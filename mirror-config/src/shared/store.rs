use serde::{Deserialize, Serialize};

/// Backend holding job cursors, raw logs and destination tables.
#[derive(Debug, Clone, Default, PartialEq, Eq, Serialize, Deserialize)]
#[serde(rename_all = "snake_case")]
pub enum MetadataStoreConfig {
    /// Everything is kept in process memory and lost on restart.
    #[default]
    Memory,
    /// Everything is kept in the destination Postgres database.
    Postgres,
}
use std::collections::BTreeSet;
use std::fmt;

use chrono::{DateTime, Utc};
use mirror_postgres::replication::raw_log::RawLogRow;
use mirror_postgres::schema::TableName;
use serde::{Deserialize, Serialize};
use uuid::Uuid;

use crate::bail;
use crate::error::{ErrorKind, MirrorError, MirrorResult};
use crate::types::BatchId;

/// Column values of a change, keyed by column name.
pub type Payload = serde_json::Map<String, serde_json::Value>;

/// Kind of a captured mutation.
#[derive(Debug, Clone, Copy, PartialEq, Eq, Hash, Serialize, Deserialize)]
#[serde(rename_all = "snake_case")]
pub enum RecordKind {
    Insert,
    Update,
    Delete,
}

impl RecordKind {
    /// Returns the code stored in the raw log.
    pub fn code(&self) -> i16 {
        match self {
            RecordKind::Insert => 0,
            RecordKind::Update => 1,
            RecordKind::Delete => 2,
        }
    }

    pub fn from_code(code: i16) -> MirrorResult<RecordKind> {
        match code {
            0 => Ok(RecordKind::Insert),
            1 => Ok(RecordKind::Update),
            2 => Ok(RecordKind::Delete),
            other => bail!(
                ErrorKind::InvalidData,
                "Unknown record kind in raw log",
                format!("record kind code {other} is not one of 0, 1 or 2")
            ),
        }
    }
}

impl fmt::Display for RecordKind {
    fn fmt(&self, f: &mut fmt::Formatter<'_>) -> fmt::Result {
        match self {
            RecordKind::Insert => write!(f, "insert"),
            RecordKind::Update => write!(f, "update"),
            RecordKind::Delete => write!(f, "delete"),
        }
    }
}

/// A captured mutation handed to the raw log writer.
#[derive(Debug, Clone, PartialEq)]
pub struct Change {
    pub destination_table: TableName,
    pub kind: RecordKind,
    /// New column values. For deletes, at least the primary key of the removed row.
    pub payload: Payload,
    /// Key values before the change, for updates and deletes.
    pub match_payload: Option<Payload>,
    /// Wide columns whose value did not change and which are missing from `payload`.
    pub unchanged_wide_columns: BTreeSet<String>,
    pub captured_at: DateTime<Utc>,
}

impl Change {
    pub fn new(destination_table: TableName, kind: RecordKind, payload: Payload) -> Change {
        Self {
            destination_table,
            kind,
            payload,
            match_payload: None,
            unchanged_wide_columns: BTreeSet::new(),
            captured_at: Utc::now(),
        }
    }

    pub fn insert(destination_table: TableName, payload: Payload) -> Change {
        Change::new(destination_table, RecordKind::Insert, payload)
    }

    pub fn update(destination_table: TableName, payload: Payload) -> Change {
        Change::new(destination_table, RecordKind::Update, payload)
    }

    pub fn delete(destination_table: TableName, payload: Payload) -> Change {
        Change::new(destination_table, RecordKind::Delete, payload)
    }

    pub fn with_match_payload(mut self, match_payload: Payload) -> Change {
        self.match_payload = Some(match_payload);
        self
    }

    pub fn with_unchanged_wide_columns<I, S>(mut self, columns: I) -> Change
    where
        I: IntoIterator<Item = S>,
        S: Into<String>,
    {
        self.unchanged_wide_columns = columns.into_iter().map(Into::into).collect();
        self
    }

    pub fn captured_at(mut self, captured_at: DateTime<Utc>) -> Change {
        self.captured_at = captured_at;
        self
    }
}

/// A change as stored in the raw log of a job.
///
/// Records are immutable once written and only removed when the job is torn down.
#[derive(Debug, Clone, PartialEq)]
pub struct RawChangeRecord {
    pub id: Uuid,
    pub captured_at: DateTime<Utc>,
    pub destination_table: TableName,
    pub kind: RecordKind,
    pub payload: Payload,
    pub match_payload: Option<Payload>,
    pub batch_id: BatchId,
    pub unchanged_wide_columns: BTreeSet<String>,
}

impl RawChangeRecord {
    /// Assigns a fresh id and `batch_id` to `change`.
    pub fn from_change(change: Change, batch_id: BatchId) -> RawChangeRecord {
        Self {
            id: Uuid::new_v4(),
            captured_at: change.captured_at,
            destination_table: change.destination_table,
            kind: change.kind,
            payload: change.payload,
            match_payload: change.match_payload,
            batch_id,
            unchanged_wide_columns: change.unchanged_wide_columns,
        }
    }

    /// Returns the value of `column`, looking at the payload first and the match payload
    /// second.
    pub fn key_value(&self, column: &str) -> Option<&serde_json::Value> {
        self.payload
            .get(column)
            .filter(|value| !value.is_null())
            .or_else(|| {
                self.match_payload
                    .as_ref()
                    .and_then(|match_payload| match_payload.get(column))
            })
    }

    /// Ordering key of records touching the same primary key. The greatest one wins.
    pub fn rank_key(&self) -> (DateTime<Utc>, BatchId, Uuid) {
        (self.captured_at, self.batch_id, self.id)
    }

    pub fn to_row(&self) -> MirrorResult<RawLogRow> {
        let Some(captured_at) = self.captured_at.timestamp_nanos_opt() else {
            bail!(
                ErrorKind::InvalidData,
                "Capture timestamp is out of range",
                format!("capture time {} cannot be stored in nanoseconds", self.captured_at)
            );
        };

        Ok(RawLogRow {
            id: self.id,
            captured_at,
            destination_table: self.destination_table.to_string(),
            kind: self.kind.code(),
            payload: serde_json::Value::Object(self.payload.clone()),
            match_payload: self.match_payload.clone().map(serde_json::Value::Object),
            batch_id: self.batch_id,
            unchanged_wide_columns: self.unchanged_wide_columns.iter().cloned().collect(),
        })
    }
}

impl TryFrom<RawLogRow> for RawChangeRecord {
    type Error = MirrorError;

    fn try_from(row: RawLogRow) -> Result<Self, Self::Error> {
        let payload = into_payload(row.payload, "payload")?;
        let match_payload = row
            .match_payload
            .map(|value| into_payload(value, "match_payload"))
            .transpose()?;

        Ok(Self {
            id: row.id,
            captured_at: DateTime::from_timestamp_nanos(row.captured_at),
            destination_table: TableName::parse(&row.destination_table)?,
            kind: RecordKind::from_code(row.kind)?,
            payload,
            match_payload,
            batch_id: row.batch_id,
            unchanged_wide_columns: row.unchanged_wide_columns.into_iter().collect(),
        })
    }
}

fn into_payload(value: serde_json::Value, column: &str) -> MirrorResult<Payload> {
    match value {
        serde_json::Value::Object(map) => Ok(map),
        serde_json::Value::Null => Ok(Payload::new()),
        other => bail!(
            ErrorKind::InvalidData,
            "Raw log payload is not a JSON object",
            format!("column `{column}` holds {other}")
        ),
    }
}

────

Every record above is to be copied out again exactly as written.

filename mirror-config/src/shared/store.rs
use serde::{Deserialize, Serialize};

/// Backend holding job cursors, raw logs and destination tables.
#[derive(Debug, Clone, Default, PartialEq, Eq, Serialize, Deserialize)]
#[serde(rename_all = "snake_case")]
pub enum MetadataStoreConfig {
    /// Everything is kept in process memory and lost on restart.
    #[default]
    Memory,
    /// Everything is kept in the destination Postgres database.
    Postgres,
}
use std::collections::BTreeSet;
use std::fmt;

use chrono::{DateTime, Utc};
use mirror_postgres::replication::raw_log::RawLogRow;
use mirror_postgres::schema::TableName;
use serde::{Deserialize, Serialize};
use uuid::Uuid;

use crate::bail;
use crate::error::{ErrorKind, MirrorError, MirrorResult};
use crate::types::BatchId;

/// Column values of a change, keyed by column name.
pub type Payload = serde_json::Map<String, serde_json::Value>;

/// Kind of a captured mutation.
#[derive(Debug, Clone, Copy, PartialEq, Eq, Hash, Serialize, Deserialize)]
#[serde(rename_all = "snake_case")]
pub enum RecordKind {
    Insert,
    Update,
    Delete,
}

impl RecordKind {
    /// Returns the code stored in the raw log.
    pub fn code(&self) -> i16 {
        match self {
            RecordKind::Insert => 0,
            RecordKind::Update => 1,
            RecordKind::Delete => 2,
        }
    }

    pub fn from_code(code: i16) -> MirrorResult<RecordKind> {
        match code {
            0 => Ok(RecordKind::Insert),
            1 => Ok(RecordKind::Update),
            2 => Ok(RecordKind::Delete),
            other => bail!(
                ErrorKind::InvalidData,
                "Unknown record kind in raw log",
                format!("record kind code {other} is not one of 0, 1 or 2")
            ),
        }
    }
}

impl fmt::Display for RecordKind {
    fn fmt(&self, f: &mut fmt::Formatter<'_>) -> fmt::Result {
        match self {
            RecordKind::Insert => write!(f, "insert"),
            RecordKind::Update => write!(f, "update"),
            RecordKind::Delete => write!(f, "delete"),
        }
    }
}

/// A captured mutation handed to the raw log writer.
#[derive(Debug, Clone, PartialEq)]
pub struct Change {
    pub destination_table: TableName,
    pub kind: RecordKind,
    /// New column values. For deletes, at least the primary key of the removed row.
    pub payload: Payload,
    /// Key values before the change, for updates and deletes.
    pub match_payload: Option<Payload>,
    /// Wide columns whose value did not change and which are missing from `payload`.
    pub unchanged_wide_columns: BTreeSet<String>,
    pub captured_at: DateTime<Utc>,
}

impl Change {
    pub fn new(destination_table: TableName, kind: RecordKind, payload: Payload) -> Change {
        Self {
            destination_table,
            kind,
            payload,
            match_payload: None,
            unchanged_wide_columns: BTreeSet::new(),
            captured_at: Utc::now(),
        }
    }

    pub fn insert(destination_table: TableName, payload: Payload) -> Change {
        Change::new(destination_table, RecordKind::Insert, payload)
    }

    pub fn update(destination_table: TableName, payload: Payload) -> Change {
        Change::new(destination_table, RecordKind::Update, payload)
    }

    pub fn delete(destination_table: TableName, payload: Payload) -> Change {
        Change::new(destination_table, RecordKind::Delete, payload)
    }

    pub fn with_match_payload(mut self, match_payload: Payload) -> Change {
        self.match_payload = Some(match_payload);
        self
    }

    pub fn with_unchanged_wide_columns<I, S>(mut self, columns: I) -> Change
    where
        I: IntoIterator<Item = S>,
        S: Into<String>,
    {
        self.unchanged_wide_columns = columns.into_iter().map(Into::into).collect();
        self
    }

    pub fn captured_at(mut self, captured_at: DateTime<Utc>) -> Change {
        self.captured_at = captured_at;
        self
    }
}

/// A change as stored in the raw log of a job.
///
/// Records are immutable once written and only removed when the job is torn down.
#[derive(Debug, Clone, PartialEq)]
pub struct RawChangeRecord {
    pub id: Uuid,
    pub captured_at: DateTime<Utc>,
    pub destination_table: TableName,
    pub kind: RecordKind,
    pub payload: Payload,
    pub match_payload: Option<Payload>,
    pub batch_id: BatchId,
    pub unchanged_wide_columns: BTreeSet<String>,
}

impl RawChangeRecord {
    /// Assigns a fresh id and `batch_id` to `change`.
    pub fn from_change(change: Change, batch_id: BatchId) -> RawChangeRecord {
        Self {
            id: Uuid::new_v4(),
            captured_at: change.captured_at,
            destination_table: change.destination_table,
            kind: change.kind,
            payload: change.payload,
            match_payload: change.match_payload,
            batch_id,
            unchanged_wide_columns: change.unchanged_wide_columns,
        }
    }

    /// Returns the value of `column`, looking at the payload first and the match payload
    /// second.
    pub fn key_value(&self, column: &str) -> Option<&serde_json::Value> {
        self.payload
            .get(column)
            .filter(|value| !value.is_null())
            .or_else(|| {
                self.match_payload
                    .as_ref()
                    .and_then(|match_payload| match_payload.get(column))
            })
    }

    /// Ordering key of records touching the same primary key. The greatest one wins.
    pub fn rank_key(&self) -> (DateTime<Utc>, BatchId, Uuid) {
        (self.captured_at, self.batch_id, self.id)
    }

    pub fn to_row(&self) -> MirrorResult<RawLogRow> {
        let Some(captured_at) = self.captured_at.timestamp_nanos_opt() else {
            bail!(
                ErrorKind::InvalidData,
                "Capture timestamp is out of range",
                format!("capture time {} cannot be stored in nanoseconds", self.captured_at)
            );
        };

        Ok(RawLogRow {
            id: self.id,
            captured_at,
            destination_table: self.destination_table.to_string(),
            kind: self.kind.code(),
            payload: serde_json::Value::Object(self.payload.clone()),
            match_payload: self.match_payload.clone().map(serde_json::Value::Object),
            batch_id: self.batch_id,
            unchanged_wide_columns: self.unchanged_wide_columns.iter().cloned().collect(),
        })
    }
}

impl TryFrom<RawLogRow> for RawChangeRecord {
    type Error = MirrorError;

    fn try_from(row: RawLogRow) -> Result<Self, Self::Error> {
        let payload = into_payload(row.payload, "payload")?;
        let match_payload = row
            .match_payload
            .map(|value| into_payload(value, "match_payload"))
            .transpose()?;

        Ok(Self {
            id: row.id,
            captured_at: DateTime::from_timestamp_nanos(row.captured_at),
            destination_table: TableName::parse(&row.destination_table)?,
            kind: RecordKind::from_code(row.kind)?,
            payload,
            match_payload,
            batch_id: row.batch_id,
            unchanged_wide_columns: row.unchanged_wide_columns.into_iter().collect(),
        })
    }
}

fn into_payload(value: serde_json::Value, column: &str) -> MirrorResult<Payload> {
    match value {
        serde_json::Value::Object(map) => Ok(map),
        serde_json::Value::Null => Ok(Payload::new()),
        other => bail!(
            ErrorKind::InvalidData,
            "Raw log payload is not a JSON object",
            format!("column `{column}` holds {other}")
        ),
    }
}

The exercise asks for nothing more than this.